(Saved entries)
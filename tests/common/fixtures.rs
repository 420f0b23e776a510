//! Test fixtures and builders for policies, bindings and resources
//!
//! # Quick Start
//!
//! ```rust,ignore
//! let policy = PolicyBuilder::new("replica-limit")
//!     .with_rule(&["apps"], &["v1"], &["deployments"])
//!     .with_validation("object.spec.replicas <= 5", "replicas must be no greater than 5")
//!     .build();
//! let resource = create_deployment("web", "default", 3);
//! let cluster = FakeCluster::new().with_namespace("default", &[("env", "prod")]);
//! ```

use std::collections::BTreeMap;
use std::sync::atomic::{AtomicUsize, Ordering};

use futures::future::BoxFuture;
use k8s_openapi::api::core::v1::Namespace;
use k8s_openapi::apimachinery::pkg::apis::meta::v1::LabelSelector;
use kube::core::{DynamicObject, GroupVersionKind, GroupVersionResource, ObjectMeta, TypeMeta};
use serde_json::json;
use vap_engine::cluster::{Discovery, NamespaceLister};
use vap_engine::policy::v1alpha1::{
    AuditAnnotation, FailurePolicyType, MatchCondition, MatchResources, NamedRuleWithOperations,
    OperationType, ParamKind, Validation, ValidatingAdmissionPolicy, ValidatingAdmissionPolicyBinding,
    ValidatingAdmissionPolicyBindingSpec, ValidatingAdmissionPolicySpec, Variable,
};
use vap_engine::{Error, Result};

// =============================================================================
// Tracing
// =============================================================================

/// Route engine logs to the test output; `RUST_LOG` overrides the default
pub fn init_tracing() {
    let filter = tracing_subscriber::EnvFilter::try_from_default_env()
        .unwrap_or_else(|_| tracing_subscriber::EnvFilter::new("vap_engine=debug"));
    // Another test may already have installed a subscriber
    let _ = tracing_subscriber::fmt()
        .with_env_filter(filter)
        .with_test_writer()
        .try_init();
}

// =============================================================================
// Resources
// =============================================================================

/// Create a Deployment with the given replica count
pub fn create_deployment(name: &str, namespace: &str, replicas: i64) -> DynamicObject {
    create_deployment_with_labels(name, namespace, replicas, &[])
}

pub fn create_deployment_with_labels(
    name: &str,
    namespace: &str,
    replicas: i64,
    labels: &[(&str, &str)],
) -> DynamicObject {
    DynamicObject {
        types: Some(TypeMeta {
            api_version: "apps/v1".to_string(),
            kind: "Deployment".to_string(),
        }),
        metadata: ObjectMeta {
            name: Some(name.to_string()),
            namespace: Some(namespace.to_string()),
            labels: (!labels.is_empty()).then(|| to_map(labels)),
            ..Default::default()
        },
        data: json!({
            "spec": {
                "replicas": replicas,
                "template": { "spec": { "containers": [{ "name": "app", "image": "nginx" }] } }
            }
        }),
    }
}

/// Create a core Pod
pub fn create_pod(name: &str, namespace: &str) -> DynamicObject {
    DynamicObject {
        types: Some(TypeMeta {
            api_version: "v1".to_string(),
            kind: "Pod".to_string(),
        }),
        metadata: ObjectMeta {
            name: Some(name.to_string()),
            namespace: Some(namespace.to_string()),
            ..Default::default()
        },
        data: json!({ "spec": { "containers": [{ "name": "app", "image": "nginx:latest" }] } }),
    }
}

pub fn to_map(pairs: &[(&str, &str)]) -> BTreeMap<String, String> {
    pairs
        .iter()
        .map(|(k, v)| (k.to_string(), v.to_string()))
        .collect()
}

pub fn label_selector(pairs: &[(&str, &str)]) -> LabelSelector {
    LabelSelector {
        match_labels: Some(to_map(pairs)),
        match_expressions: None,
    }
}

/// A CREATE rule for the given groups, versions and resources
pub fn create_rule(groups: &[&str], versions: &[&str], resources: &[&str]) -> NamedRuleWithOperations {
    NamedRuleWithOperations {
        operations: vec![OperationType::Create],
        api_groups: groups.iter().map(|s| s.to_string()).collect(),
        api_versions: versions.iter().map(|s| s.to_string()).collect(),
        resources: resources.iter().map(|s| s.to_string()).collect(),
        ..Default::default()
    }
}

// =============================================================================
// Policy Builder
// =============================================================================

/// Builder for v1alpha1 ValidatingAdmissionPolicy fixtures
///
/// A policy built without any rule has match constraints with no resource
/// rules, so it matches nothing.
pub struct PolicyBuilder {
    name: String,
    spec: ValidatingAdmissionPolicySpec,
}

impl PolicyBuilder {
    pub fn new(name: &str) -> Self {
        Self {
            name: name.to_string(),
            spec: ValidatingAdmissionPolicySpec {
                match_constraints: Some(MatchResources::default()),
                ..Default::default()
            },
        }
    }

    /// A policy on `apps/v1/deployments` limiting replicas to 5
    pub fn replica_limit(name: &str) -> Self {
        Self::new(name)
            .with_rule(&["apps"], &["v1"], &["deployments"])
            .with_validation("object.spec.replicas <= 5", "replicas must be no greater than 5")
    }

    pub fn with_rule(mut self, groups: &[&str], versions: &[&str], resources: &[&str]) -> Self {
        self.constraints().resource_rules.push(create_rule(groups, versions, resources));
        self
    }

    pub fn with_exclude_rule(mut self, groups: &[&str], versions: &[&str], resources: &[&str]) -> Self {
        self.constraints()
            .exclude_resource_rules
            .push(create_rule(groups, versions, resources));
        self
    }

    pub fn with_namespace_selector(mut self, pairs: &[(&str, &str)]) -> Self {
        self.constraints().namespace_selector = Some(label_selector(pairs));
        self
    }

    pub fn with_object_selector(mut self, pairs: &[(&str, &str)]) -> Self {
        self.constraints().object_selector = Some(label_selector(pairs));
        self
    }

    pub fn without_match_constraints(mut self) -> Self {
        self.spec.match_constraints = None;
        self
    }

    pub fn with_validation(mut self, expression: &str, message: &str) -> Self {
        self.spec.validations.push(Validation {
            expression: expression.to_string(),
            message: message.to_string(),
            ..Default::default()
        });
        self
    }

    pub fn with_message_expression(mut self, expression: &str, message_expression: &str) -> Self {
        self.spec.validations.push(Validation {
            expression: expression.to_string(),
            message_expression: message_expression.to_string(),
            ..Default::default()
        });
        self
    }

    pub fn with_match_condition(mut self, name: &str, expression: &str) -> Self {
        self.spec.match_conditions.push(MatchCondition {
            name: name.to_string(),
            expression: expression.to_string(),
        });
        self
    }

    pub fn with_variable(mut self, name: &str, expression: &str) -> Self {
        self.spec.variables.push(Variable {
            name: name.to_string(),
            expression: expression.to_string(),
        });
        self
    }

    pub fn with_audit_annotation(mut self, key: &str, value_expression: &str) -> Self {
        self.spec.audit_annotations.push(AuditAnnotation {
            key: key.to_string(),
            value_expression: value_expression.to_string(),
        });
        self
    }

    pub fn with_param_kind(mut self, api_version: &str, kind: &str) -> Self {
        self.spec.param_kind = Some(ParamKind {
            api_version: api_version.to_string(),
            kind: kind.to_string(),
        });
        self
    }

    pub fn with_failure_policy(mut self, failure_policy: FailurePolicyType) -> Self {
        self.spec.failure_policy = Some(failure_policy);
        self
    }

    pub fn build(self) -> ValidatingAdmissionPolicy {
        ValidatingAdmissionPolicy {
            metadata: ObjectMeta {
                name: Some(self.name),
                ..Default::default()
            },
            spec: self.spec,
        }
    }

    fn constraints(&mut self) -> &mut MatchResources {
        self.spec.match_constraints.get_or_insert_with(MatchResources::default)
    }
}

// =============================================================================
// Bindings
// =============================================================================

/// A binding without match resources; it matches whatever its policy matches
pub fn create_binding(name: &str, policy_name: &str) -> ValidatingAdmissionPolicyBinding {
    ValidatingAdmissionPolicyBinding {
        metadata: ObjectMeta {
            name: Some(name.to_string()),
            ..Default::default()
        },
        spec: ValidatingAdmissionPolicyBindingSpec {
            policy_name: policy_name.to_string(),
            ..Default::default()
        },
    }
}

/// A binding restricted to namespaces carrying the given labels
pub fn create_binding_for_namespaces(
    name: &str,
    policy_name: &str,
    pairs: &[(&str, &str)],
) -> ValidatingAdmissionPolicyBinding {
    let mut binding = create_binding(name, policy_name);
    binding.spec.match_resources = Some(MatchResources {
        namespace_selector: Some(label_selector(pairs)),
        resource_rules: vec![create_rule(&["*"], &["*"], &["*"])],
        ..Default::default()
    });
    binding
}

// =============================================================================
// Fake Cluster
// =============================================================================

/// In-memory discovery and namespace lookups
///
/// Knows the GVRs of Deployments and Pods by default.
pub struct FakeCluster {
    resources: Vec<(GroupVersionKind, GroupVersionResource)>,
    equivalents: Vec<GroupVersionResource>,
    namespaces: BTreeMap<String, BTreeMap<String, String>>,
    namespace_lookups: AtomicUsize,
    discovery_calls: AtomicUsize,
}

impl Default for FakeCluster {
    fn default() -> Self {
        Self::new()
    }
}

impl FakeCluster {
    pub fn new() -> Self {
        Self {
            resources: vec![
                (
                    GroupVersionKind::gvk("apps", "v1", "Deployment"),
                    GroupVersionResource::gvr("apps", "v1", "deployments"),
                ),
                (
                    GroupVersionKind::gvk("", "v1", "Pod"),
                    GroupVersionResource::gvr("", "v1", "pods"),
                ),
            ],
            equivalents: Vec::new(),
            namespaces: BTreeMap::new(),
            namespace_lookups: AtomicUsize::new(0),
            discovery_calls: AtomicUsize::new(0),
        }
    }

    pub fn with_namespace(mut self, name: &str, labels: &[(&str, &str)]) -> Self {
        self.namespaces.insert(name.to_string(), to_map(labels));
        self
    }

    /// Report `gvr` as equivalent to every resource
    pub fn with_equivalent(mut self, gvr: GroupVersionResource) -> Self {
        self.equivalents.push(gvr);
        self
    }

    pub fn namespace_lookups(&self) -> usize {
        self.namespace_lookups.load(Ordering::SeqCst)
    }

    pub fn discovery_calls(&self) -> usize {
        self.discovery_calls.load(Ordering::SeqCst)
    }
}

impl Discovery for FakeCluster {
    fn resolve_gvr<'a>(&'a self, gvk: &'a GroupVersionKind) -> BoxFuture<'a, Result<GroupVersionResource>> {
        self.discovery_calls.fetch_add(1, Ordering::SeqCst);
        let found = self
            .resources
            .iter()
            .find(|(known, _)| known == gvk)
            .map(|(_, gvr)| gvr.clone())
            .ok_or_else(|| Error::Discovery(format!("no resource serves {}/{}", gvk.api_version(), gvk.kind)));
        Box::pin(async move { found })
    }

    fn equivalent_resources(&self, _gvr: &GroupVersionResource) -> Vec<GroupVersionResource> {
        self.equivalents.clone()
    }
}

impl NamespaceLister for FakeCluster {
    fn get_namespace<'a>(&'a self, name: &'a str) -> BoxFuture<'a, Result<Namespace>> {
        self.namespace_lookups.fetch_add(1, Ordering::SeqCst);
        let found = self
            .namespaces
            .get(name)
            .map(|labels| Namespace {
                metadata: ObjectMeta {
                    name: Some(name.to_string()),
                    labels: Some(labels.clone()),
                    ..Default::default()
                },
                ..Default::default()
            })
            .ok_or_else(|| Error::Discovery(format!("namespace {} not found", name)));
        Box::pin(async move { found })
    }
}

→ **ACTIVITY**
Would you please copy every line in the data that contains the word "must"?

→ **EXERCISE SOLUTION**
//!     .with_validation("object.spec.replicas <= 5", "replicas must be no greater than 5")
            .with_validation("object.spec.replicas <= 5", "replicas must be no greater than 5")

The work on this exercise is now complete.